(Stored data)
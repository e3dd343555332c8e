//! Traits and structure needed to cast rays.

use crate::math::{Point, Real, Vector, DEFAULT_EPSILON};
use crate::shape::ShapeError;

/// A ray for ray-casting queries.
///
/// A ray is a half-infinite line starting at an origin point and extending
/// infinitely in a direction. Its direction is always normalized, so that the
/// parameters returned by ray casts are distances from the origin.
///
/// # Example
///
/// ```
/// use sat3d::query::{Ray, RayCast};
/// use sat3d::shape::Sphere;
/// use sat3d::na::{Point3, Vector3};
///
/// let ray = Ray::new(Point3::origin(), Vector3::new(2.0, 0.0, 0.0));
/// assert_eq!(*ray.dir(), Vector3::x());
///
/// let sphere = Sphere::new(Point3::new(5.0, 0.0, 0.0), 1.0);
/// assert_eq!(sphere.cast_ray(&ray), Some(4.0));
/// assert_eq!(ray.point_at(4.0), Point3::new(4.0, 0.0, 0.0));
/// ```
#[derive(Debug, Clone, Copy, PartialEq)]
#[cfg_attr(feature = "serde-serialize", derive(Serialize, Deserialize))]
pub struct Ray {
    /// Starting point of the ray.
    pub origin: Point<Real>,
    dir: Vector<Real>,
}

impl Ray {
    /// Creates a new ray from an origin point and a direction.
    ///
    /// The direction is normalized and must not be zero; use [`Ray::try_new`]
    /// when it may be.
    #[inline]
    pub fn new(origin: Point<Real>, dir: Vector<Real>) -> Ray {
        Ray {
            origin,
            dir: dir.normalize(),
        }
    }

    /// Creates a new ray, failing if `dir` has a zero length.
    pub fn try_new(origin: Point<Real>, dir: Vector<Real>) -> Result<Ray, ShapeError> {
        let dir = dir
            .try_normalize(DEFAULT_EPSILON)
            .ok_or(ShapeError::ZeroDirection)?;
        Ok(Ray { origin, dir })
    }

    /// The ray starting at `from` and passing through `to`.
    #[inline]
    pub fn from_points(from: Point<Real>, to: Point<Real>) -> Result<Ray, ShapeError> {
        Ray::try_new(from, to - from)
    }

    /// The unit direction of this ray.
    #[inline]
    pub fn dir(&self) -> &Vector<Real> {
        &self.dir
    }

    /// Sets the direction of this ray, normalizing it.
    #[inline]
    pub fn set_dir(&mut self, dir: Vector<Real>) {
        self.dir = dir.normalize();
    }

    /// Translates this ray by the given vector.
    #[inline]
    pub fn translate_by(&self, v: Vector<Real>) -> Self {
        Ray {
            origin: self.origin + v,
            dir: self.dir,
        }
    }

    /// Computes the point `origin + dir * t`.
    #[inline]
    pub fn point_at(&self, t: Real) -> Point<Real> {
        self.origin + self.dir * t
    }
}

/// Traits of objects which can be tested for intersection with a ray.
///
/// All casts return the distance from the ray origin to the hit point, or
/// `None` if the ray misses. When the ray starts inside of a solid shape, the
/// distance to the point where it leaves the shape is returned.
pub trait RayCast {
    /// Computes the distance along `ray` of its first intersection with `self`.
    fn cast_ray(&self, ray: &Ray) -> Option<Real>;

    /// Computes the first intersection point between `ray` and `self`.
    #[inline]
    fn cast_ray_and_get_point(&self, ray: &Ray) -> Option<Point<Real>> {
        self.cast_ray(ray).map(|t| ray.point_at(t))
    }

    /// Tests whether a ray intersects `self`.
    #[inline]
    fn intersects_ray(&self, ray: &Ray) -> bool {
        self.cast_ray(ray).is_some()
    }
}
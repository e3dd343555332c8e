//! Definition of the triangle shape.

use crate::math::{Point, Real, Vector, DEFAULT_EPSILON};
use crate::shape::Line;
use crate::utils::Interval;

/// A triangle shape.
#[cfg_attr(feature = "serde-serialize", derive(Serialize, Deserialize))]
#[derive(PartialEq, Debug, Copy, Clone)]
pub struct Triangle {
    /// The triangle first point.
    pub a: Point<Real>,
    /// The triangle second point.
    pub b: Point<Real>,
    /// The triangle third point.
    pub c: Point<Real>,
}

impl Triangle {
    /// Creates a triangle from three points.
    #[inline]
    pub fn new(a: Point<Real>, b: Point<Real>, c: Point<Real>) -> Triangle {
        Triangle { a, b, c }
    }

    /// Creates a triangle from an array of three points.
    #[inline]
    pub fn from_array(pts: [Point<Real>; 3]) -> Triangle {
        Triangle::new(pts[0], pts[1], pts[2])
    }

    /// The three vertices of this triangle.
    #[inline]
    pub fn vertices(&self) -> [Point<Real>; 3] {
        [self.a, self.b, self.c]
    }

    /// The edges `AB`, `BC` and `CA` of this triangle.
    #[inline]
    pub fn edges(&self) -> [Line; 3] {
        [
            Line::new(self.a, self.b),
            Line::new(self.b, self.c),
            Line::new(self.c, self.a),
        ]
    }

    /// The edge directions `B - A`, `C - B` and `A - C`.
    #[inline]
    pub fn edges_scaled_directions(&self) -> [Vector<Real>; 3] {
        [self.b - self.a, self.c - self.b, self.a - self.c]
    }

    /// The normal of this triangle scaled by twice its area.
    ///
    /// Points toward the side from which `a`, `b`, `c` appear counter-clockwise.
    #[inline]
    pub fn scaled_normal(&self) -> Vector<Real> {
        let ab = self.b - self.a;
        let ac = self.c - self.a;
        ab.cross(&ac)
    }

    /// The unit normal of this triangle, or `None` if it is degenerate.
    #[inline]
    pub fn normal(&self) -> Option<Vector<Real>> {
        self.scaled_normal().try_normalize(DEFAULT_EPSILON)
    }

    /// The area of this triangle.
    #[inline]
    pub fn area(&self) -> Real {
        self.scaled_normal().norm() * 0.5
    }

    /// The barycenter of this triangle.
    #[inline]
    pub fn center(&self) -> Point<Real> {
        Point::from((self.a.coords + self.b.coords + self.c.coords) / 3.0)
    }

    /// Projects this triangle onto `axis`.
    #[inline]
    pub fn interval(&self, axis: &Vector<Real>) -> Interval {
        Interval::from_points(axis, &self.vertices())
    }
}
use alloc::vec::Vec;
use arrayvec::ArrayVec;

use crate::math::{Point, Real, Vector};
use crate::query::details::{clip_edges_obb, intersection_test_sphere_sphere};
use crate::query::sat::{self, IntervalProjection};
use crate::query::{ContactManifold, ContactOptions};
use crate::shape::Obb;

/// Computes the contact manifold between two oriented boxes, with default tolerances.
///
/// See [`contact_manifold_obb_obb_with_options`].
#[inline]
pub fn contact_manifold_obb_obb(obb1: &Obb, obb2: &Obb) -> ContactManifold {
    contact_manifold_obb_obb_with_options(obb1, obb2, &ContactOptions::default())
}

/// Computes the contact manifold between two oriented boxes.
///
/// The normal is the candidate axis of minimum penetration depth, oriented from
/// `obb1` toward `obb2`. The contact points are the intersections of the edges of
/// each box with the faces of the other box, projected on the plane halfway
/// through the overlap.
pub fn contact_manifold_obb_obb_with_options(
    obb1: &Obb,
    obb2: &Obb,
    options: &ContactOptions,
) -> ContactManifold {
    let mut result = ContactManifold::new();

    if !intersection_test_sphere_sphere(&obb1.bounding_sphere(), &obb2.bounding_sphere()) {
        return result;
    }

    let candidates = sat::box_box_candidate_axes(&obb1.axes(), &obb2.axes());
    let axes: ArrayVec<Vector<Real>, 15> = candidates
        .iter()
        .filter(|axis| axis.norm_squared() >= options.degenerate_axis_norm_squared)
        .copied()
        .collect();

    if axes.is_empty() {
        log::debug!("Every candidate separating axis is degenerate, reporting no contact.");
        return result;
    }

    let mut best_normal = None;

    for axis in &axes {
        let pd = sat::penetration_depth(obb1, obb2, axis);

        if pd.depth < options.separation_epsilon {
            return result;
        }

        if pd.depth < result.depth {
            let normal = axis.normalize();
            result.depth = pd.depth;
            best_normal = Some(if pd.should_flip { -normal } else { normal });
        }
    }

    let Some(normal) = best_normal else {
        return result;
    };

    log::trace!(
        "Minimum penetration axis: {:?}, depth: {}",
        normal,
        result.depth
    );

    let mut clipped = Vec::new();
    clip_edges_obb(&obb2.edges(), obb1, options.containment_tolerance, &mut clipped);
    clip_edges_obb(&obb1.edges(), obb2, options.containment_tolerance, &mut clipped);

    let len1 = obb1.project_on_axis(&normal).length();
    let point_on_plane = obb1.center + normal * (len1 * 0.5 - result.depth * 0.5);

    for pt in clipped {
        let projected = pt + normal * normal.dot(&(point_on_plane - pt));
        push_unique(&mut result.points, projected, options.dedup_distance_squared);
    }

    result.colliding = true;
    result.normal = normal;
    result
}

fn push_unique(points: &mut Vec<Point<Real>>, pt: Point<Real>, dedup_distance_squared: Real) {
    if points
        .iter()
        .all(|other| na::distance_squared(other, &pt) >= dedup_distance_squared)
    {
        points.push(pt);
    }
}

--

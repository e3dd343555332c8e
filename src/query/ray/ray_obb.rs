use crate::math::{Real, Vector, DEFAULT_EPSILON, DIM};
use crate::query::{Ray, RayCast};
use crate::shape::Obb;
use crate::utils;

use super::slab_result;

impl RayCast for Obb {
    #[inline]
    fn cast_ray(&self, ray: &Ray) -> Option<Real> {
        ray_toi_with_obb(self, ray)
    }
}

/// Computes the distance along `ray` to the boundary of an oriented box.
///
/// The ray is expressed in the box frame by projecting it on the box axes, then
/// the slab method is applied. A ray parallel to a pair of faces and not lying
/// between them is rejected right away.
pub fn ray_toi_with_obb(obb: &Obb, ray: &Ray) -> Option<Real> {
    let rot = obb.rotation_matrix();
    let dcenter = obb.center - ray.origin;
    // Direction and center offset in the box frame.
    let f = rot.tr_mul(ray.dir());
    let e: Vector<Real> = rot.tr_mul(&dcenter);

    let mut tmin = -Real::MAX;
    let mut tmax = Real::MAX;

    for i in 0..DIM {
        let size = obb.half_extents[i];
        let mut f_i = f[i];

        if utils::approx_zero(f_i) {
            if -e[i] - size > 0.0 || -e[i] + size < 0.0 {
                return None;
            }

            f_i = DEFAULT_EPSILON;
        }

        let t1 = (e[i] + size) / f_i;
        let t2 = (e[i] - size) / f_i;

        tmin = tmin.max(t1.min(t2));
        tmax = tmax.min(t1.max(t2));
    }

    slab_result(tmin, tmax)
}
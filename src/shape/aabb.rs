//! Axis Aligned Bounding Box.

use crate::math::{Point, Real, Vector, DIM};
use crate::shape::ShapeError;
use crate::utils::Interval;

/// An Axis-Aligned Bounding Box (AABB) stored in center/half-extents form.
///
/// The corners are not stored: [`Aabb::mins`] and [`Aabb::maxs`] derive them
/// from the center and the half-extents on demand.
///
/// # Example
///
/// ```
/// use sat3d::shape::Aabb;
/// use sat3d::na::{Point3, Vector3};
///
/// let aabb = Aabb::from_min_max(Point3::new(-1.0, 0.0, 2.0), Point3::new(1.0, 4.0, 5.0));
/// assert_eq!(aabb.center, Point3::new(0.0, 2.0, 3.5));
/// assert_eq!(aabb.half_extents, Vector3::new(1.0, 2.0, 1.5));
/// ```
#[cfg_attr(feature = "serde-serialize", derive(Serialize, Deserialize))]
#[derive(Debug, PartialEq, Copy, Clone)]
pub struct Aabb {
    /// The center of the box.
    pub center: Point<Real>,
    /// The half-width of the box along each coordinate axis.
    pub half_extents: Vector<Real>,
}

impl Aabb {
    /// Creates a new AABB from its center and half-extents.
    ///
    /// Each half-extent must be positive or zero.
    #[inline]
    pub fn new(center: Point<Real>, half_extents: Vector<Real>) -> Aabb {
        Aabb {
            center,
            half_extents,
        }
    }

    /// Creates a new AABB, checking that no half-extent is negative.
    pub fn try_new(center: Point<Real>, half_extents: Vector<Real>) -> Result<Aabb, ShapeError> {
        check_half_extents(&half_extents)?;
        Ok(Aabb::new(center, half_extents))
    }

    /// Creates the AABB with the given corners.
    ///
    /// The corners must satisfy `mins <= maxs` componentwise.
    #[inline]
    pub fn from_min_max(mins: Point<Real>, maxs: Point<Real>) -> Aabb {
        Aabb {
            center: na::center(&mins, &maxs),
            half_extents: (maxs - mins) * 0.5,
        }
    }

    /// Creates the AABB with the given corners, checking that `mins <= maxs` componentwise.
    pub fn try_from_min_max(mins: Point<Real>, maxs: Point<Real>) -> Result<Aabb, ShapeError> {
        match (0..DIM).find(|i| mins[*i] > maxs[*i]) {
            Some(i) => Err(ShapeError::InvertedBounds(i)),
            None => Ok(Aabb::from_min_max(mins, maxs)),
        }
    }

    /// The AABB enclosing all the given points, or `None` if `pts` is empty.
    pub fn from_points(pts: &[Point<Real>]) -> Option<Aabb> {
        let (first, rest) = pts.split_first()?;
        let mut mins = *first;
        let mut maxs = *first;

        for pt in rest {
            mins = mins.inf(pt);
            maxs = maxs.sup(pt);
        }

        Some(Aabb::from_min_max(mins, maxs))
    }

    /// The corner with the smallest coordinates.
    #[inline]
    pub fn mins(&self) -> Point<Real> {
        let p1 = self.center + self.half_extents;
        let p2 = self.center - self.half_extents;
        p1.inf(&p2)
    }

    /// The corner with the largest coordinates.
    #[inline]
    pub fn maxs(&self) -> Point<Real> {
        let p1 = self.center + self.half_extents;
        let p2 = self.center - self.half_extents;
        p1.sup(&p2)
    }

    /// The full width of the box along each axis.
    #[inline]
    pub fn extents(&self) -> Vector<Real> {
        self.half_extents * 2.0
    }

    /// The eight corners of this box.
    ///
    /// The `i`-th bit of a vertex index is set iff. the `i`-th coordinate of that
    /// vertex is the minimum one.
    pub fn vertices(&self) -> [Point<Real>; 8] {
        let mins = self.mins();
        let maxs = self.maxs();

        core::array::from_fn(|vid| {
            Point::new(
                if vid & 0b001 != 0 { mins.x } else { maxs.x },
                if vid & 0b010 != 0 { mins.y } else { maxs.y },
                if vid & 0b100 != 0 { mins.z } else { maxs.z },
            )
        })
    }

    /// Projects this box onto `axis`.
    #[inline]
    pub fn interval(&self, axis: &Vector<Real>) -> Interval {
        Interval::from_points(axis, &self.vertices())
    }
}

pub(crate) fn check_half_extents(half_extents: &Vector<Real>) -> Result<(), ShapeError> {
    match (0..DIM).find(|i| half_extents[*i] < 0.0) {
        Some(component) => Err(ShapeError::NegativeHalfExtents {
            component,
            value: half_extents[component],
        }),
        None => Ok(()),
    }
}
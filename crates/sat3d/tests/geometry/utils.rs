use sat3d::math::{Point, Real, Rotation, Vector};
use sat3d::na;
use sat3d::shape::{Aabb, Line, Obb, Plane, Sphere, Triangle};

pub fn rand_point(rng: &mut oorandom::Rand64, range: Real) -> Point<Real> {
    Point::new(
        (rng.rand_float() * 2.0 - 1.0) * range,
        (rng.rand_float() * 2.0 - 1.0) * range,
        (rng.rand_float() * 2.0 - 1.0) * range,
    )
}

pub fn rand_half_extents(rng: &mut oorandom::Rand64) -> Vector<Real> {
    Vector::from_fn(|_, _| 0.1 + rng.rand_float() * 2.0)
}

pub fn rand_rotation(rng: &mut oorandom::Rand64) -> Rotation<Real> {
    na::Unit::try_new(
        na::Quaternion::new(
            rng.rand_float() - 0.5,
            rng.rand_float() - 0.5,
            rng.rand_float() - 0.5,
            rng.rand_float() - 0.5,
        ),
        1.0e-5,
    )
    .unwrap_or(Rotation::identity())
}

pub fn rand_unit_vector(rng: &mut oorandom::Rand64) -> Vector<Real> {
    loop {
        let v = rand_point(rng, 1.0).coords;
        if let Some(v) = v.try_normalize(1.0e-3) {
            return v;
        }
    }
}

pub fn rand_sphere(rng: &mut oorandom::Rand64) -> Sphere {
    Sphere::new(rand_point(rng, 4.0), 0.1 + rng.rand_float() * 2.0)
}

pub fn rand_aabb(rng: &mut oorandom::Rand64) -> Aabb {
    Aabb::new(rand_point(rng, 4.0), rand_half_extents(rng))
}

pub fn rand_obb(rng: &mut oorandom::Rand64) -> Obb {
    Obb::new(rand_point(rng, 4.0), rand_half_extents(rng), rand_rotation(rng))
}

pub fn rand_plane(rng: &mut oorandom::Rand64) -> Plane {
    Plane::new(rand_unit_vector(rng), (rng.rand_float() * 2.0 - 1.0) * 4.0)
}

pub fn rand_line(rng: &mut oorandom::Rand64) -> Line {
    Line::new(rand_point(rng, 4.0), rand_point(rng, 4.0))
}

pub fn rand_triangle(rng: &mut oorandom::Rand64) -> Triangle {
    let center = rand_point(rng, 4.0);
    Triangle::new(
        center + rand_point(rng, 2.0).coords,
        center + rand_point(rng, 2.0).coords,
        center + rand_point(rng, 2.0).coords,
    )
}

Work task >>
A single figure is expected: the count of lines in the data above that include the word "which".

Task result >>
2